Open Journal of Mathematical Analysis
Vol. 7 (2023), Issue 1, pp. 42 – 55
ISSN: 2616-8111 (Online) 2616-8103 (Print)
DOI: 10.30538/psrp-oma2023.0122
On norms of derivations implemented by self-adjoint operators
Obogi Robert Karieko\(^{1}\)
\(^{1}\) Department of Mathematics and Actuarial Science, Kisii University, P.O BOX 408-40200, KISII, KENYA
Copyright © 2023 Obogi Robert Karieko. This is an open access article distributed under the Creative Commons Attribution License, which permits unrestricted use, distribution, and reproduction in any medium, provided the original work is properly cited.

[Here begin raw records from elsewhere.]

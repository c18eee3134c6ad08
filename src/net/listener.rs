//! TCP listener implementation with backpressure.
//!
//! # Responsibilities
//! - Bind to the configured host and command-line port
//! - Accept incoming TCP connections
//! - Enforce max_connections limit via semaphore
//! - Graceful handling of accept errors

use std::net::SocketAddr;
use std::sync::Arc;
use tokio::net::{TcpListener, TcpStream};
use tokio::sync::Semaphore;

use crate::config::ListenerConfig;

/// Error type for listener operations.
#[derive(Debug, thiserror::Error)]
pub enum ListenerError {
    /// Failed to bind to address.
    #[error("Failed to bind {address}: {source}")]
    Bind {
        address: String,
        #[source]
        source: std::io::Error,
    },
    /// Failed to accept connection.
    #[error("Failed to accept: {0}")]
    Accept(#[source] std::io::Error),
    /// The connection semaphore was closed.
    #[error("Listener closed")]
    Closed,
}

/// A bounded TCP listener that limits concurrent connections.
///
/// Uses a semaphore to enforce `max_connections`. When the limit is reached,
/// new connections wait in the kernel backlog until a slot becomes available.
pub struct Listener {
    /// The underlying TCP listener.
    inner: TcpListener,
    /// Semaphore to limit concurrent connections.
    connection_limit: Arc<Semaphore>,
}

impl Listener {
    /// Bind to the configured address with connection limits.
    pub async fn bind(config: &ListenerConfig) -> Result<Self, ListenerError> {
        let address = config.bind_address();
        let listener = TcpListener::bind(&address)
            .await
            .map_err(|source| ListenerError::Bind {
                address: address.clone(),
                source,
            })?;

        let local_addr = listener
            .local_addr()
            .map_err(|source| ListenerError::Bind { address, source })?;

        tracing::info!(
            address = %local_addr,
            max_connections = config.max_connections,
            "Listener bound"
        );

        Ok(Self {
            inner: listener,
            connection_limit: Arc::new(Semaphore::new(config.max_connections)),
        })
    }

    /// Accept a new connection, respecting the connection limit.
    ///
    /// This will wait if the connection limit has been reached.
    /// Returns the stream and a permit that must be held for the connection's lifetime.
    pub async fn accept(&self) -> Result<(TcpStream, SocketAddr, ConnectionPermit), ListenerError> {
        // Acquire permit first (backpressure)
        let permit = self
            .connection_limit
            .clone()
            .acquire_owned()
            .await
            .map_err(|_| ListenerError::Closed)?;

        let (stream, addr) = self.inner.accept().await.map_err(ListenerError::Accept)?;

        tracing::debug!(
            peer_addr = %addr,
            available_permits = self.connection_limit.available_permits(),
            "Connection accepted"
        );

        Ok((stream, addr, ConnectionPermit { _permit: permit }))
    }

    /// Get the local address this listener is bound to.
    pub fn local_addr(&self) -> Result<SocketAddr, std::io::Error> {
        self.inner.local_addr()
    }

    /// Get current available connection slots.
    pub fn available_permits(&self) -> usize {
        self.connection_limit.available_permits()
    }
}

/// A permit representing a connection slot.
///
/// When dropped, the connection slot is released back to the pool,
/// including when the connection task panics.
#[derive(Debug)]
pub struct ConnectionPermit {
    _permit: tokio::sync::OwnedSemaphorePermit,
}
use std::{fmt, str::FromStr};

use serde::{Deserialize, Serialize};
use thiserror::Error;

#[derive(Debug, Clone, PartialEq, Eq, Error)]
pub enum ColorError {
    #[error("颜色必须以 # 开头: {0}")]
    MissingHash(String),
    #[error("颜色长度不合法: {0}")]
    InvalidLength(String),
    #[error("颜色包含非十六进制字符: {0}")]
    InvalidDigit(String),
}

/// 像素颜色，每个通道范围 [0, 255]
#[derive(Debug, Clone, Copy, PartialEq, Eq, Hash, Default, Serialize, Deserialize)]
#[serde(try_from = "String", into = "String")]
pub struct PixelColor {
    pub r: u8,
    pub g: u8,
    pub b: u8,
}

impl PixelColor {
    pub const BLACK: PixelColor = PixelColor::new(0, 0, 0);

    pub const fn new(r: u8, g: u8, b: u8) -> Self {
        Self { r, g, b }
    }

    /// 解析 `#RRGGBB` 或 `#RGB`，不区分大小写
    pub fn parse_hex(input: &str) -> Result<Self, ColorError> {
        let digits = input
            .trim()
            .strip_prefix('#')
            .ok_or_else(|| ColorError::MissingHash(input.to_string()))?;
        let channel = |s: &str| {
            u8::from_str_radix(s, 16).map_err(|_| ColorError::InvalidDigit(input.to_string()))
        };
        // from_str_radix 接受前导 '+'，先逐字节检查
        if !digits.bytes().all(|b| b.is_ascii_hexdigit()) {
            return Err(ColorError::InvalidDigit(input.to_string()));
        }
        match digits.len() {
            6 => Ok(Self::new(
                channel(&digits[0..2])?,
                channel(&digits[2..4])?,
                channel(&digits[4..6])?,
            )),
            3 => {
                // #abc 等价于 #aabbcc
                let r = channel(&digits[0..1])?;
                let g = channel(&digits[1..2])?;
                let b = channel(&digits[2..3])?;
                Ok(Self::new(r * 17, g * 17, b * 17))
            }
            _ => Err(ColorError::InvalidLength(input.to_string())),
        }
    }

    /// 按系数调整亮度，每个通道截断取整后限制在 [0, 255]
    pub fn scaled(self, factor: f32) -> Self {
        let scale = |c: u8| (c as f32 * factor).clamp(0.0, 255.0) as u8;
        Self::new(scale(self.r), scale(self.g), scale(self.b))
    }
}

impl FromStr for PixelColor {
    type Err = ColorError;

    fn from_str(s: &str) -> Result<Self, Self::Err> {
        Self::parse_hex(s)
    }
}

impl TryFrom<String> for PixelColor {
    type Error = ColorError;

    fn try_from(value: String) -> Result<Self, Self::Error> {
        Self::parse_hex(&value)
    }
}

impl From<PixelColor> for String {
    fn from(color: PixelColor) -> Self {
        color.to_string()
    }
}

impl fmt::Display for PixelColor {
    fn fmt(&self, f: &mut fmt::Formatter<'_>) -> fmt::Result {
        write!(f, "#{:02X}{:02X}{:02X}", self.r, self.g, self.b)
    }
}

Received: March 17, 2023 – Accepted: June 16, 2023 – Published: June 30, 2023
Abstract
In this paper, we concentrate on norms of derivations implemented by self-adjoint operators. We determine the upper and lower norm estimates of derivations implemented by self-adjoint operators.The results show that the knowledge of self-adjoint governs the quantum chemical system in which the eigenvalue and eigenvector of a self-adjoint operator represents the ground state energy and the ground state wave function of the system respectively.
Keywords:
norm; orthogonality; self-adjoint operator; derivation; linear operator.